Add Serial Port
- 1 Getting Started
- 2 Attach the serial port
- 3 Single or Bi-directional Traffic?
- 4 Level shifter
- 5 Serial Port Settings
- 6 External Links
Locate J1 on the Mainboard after removing it from the case. This should be a 4 pin unpopulated header. The easiest way to find this is to first find the CPU first, and then look near the corners for J1.
Attach the serial port
The manufacturer of the Kuro filled the jumper holes for the Serial port with solder. Removing the solder from the jumper holes on the Kuro board is simple.
- Press the tip of a 15 watt soldering iron with a good sharp tip (if the tip isn’t sharp use a file to sharpen it and tin the tip) into the hole from the back of the circuit board.
- When the solder is flowing nicely, get your mouth about 1" from the front of the board and blow hard into the wet solder while at the same time removing the solder iron. You will blow the solder out of the hole leaving a hole that you can easily put a wire through.
Single or Bi-directional Traffic?
To allow one-way serial port traffic (read only) you can just add the 4 pin header and be done. To enable bi-directional serial port activity, you must also add a 10K resistor as described below.
Enable Write Mode (optional)
This step is optional, but you might find that the serial port is more useful with bi-directional traffic. To enable write support across the serial port either bridge R76 with a piece of wire or remove the 10K ohm pullup resistor from R75 and solder this, or another 10K ohm pullup resistor (SMD package size is 0603 if you want to buy one), to R76.
Method 1 (easier)
- To enable write support across the serial port bridging r76 with a short piece of wire
- IN SHORT, ALL THAT IS NECESSARY TO GET 2 WAY SERIAL COMMUNICATION ON THE KURO HG, HD, AND PPC LINKSTATIONS IS TO BRIDGE THE CONTACTS FOR THE SERIES RESISTOR AT R76.
Method 2 (original)
- To enable write support across the serial port, remove the 10K ohm pullup resistor from R75 and install it , or another 10K ohm pullup resistor, to R76.
An RS232/TTL level shifter needs to be added. You can buy one or as an alternative you can make the level shifter cable yourself:
The Interface should be attached as close as possible to the board. The signals are very weak and wires as short as 2" (5 cm) have been reported to cause data loss across the serial port.

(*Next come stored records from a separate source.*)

impl RowSource for MockRows {
    type Row = MockRow;

    fn row_count(&self) -> usize {
        self.0.len()
    }

    fn row_by_index(&self, index: usize) -> Option<&MockRow> {
        self.0.get(index).map(|(_, row)| row)
    }

    fn row_id_by_index(&self, index: usize) -> Option<RowId> {
        self.0.get(index).map(|(id, _)| RowId(id.clone()))
    }
}

struct MockColumns {
    ids: Vec<ColumnId>,
    specs: HashMap<ColumnId, ColumnSpec<MockHost>>,
}

impl MockColumns {
    fn new(columns: &[(&str, f64)]) -> Self {
        let ids: Vec<ColumnId> = columns.iter().map(|(id, _)| ColumnId::from(*id)).collect();
        let specs = columns
            .iter()
            .map(|(id, width)| {
                let mut spec = ColumnSpec::new(*width, *id);
                spec.header_data = Some(id.to_uppercase());
                (ColumnId::from(*id), spec)
            })
            .collect();
        Self { ids, specs }
    }
}

impl ColumnSource<MockHost> for MockColumns {
    fn visible_column_ids(&self) -> &[ColumnId] {
        &self.ids
    }

    fn column_by_id(&self, id: &ColumnId) -> Option<&ColumnSpec<MockHost>> {
        self.specs.get(id)
    }
}

fn test_theme() -> MapTheme {
    let mut theme = MapTheme::new();
    let border = |width: f64| {
        TokenValue::Border(BorderStyle {
            width,
            raw: format!("{width}px solid #ccc"),
        })
    };
    let padding = || {
        TokenValue::Padding(DirectionalPadding {
            ltr: "0 0 0 4px".into(),
            rtl: "0 4px 0 0".into(),
        })
    };
    theme
        .set(Token::RowHeight, TokenValue::Number(20.0))
        .set(Token::HeaderRowHeight, TokenValue::Number(24.0))
        .set(Token::CellHBorder, border(1.0))
        .set(Token::CellVBorder, border(1.0))
        .set(Token::HeaderCellVBorder, border(1.0))
        .set(Token::HeaderBottomBorder, border(2.0))
        .set(Token::CellPadding, padding())
        .set(Token::HeaderCellPadding, padding())
        .set(Token::OddRowBackgroundColor, TokenValue::Text("#fafafa".into()))
        .set(Token::EvenRowBackgroundColor, TokenValue::Text("#fff".into()))
        .set(Token::CellColor, TokenValue::Text("#333".into()))
        .set(
            Token::HeaderRowBackgroundColor,
            TokenValue::Text("#f0f0f0".into()),
        )
        .set(Token::HeaderCellColor, TokenValue::Text("#000".into()))
        .set(Token::CellCursor, TokenValue::Text("default".into()))
        .set(Token::HeaderCursor, TokenValue::Text("pointer".into()))
        .set(Token::CellFontFamily, TokenValue::Text("sans-serif".into()))
        .set(Token::CellFontSize, TokenValue::Text("12px".into()))
        .set(
            Token::HeaderCellFontFamily,
            TokenValue::Text("sans-serif".into()),
        )
        .set(Token::HeaderCellFontSize, TokenValue::Text("12px".into()))
        .set(Token::BackgroundColor, TokenValue::Text("#fff".into()));
    theme
}

type Grid = GridRender<MockHost, MockRows, MockColumns>;

/// Pitch 21 and a 100px-high viewport: rows 0..=4 visible at scroll 0.
/// Client width 190 over columns 50/70/60/80: columns 0..=2 visible.
fn mounted_grid(row_count: usize) -> Grid {
    let host = MockHost::with_metrics(Size::new(200.0, 100.0), Size::new(190.0, 100.0));
    let rows = MockRows::numbered(row_count);
    let columns = MockColumns::new(&[("name", 50.0), ("age", 70.0), ("city", 60.0), ("zip", 80.0)]);
    let mut grid = GridRender::new(
        host,
        rows,
        columns,
        Box::new(test_theme()),
        Direction::Ltr,
        "trellis-0",
    )
    .expect("mount succeeds");
    grid.notify_resized(Size::new(200.0, 126.0), 0.0).expect("resize succeeds");
    grid
}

If you use the Compsys level shifter you should remove the 9 pin D connector from the shifter and solder the transmit and receive pins directly to the new header. This makes the shifter sit directly above the circuit board and makes the wires as short as possible. You will need to use 2 short (about 3/4", 2 cm) pieces of wire to connect the power and ground connections on the level shifter to the header. Next you should connect 6" (15 cm) pieces of wire to the transmit, receive and ground connections on the RS-232 side of the level shifter and route them to the 9 pin D connector which can be mounted on the rear of the Kurobox.
Note that the Compsys level shifter is designed to be used on a client device as opposed to a host device. As such it has the wrong gender 9 pin D connector. it also has the transmit and receive pins switched on the serial connector. This may not be an issue depending on what you plan to do with the serial port. If you plan to connect it to your computer for monitoring the console messages, you can just use a straight through cable. It will become an issue when you start connecting peripherals to it as the connector will not mate with your peripherals. You have two options in this case. the first is to buy a null modem connector to sit between the Kurobox and your peripherals. The second option is to replace the connector with the correct connector and switch the wires on pins 2 and 3.
Once you have the level shifter installed you should be able to see console messages via the serial port.
The serial port signals from the processor are only 3.3V. For proper RS-232 12V signaling, an RS-232 level shifter needs to be added. These are very common in PDA serial cables also, but can be purchased
Build your own LVTTL/RS232 or LVTTL/USB interface
- LVTTL/RS232 - Building a Custom Serial Interface
- LVTTL/USB - Use a Nokia Serial Cable on an ARM9 Linkstation
- LVTTL/USB - Use a cheap phone sync cable with the serial port
Buy your own TTL Level Shifter
- LVTTL/RS232 - MAX232 based from Futurelec - MINIRS2323V
- LVTTL/USB - FTDI chip based cable - TTL-232R-3V3
Usage considerations for the TTL-232R-3V3
A working/tested pinout/wire-color scheme is:
- Solder the 4-pin header to the board. Make sure you don't have shorts.
- You will need to switch wires on the TTL-232R-3V3 cable. Use a sharp object to lift the plastic tabs and carefully pull the wires out. Rearrange them according to the table above (black, empty, orange, yellow, empty, empty) and slide those wires back in. Tape the other wires to make sure they don't short anything.
- When plugging in the cable, make sure black aligns with GND, yellow with TXD, and orange with RXD.
- Connect the USB cable to your computer, start a terminal program with the right settings.
- Turn on the device, you should see output from the bootloader in couple seconds.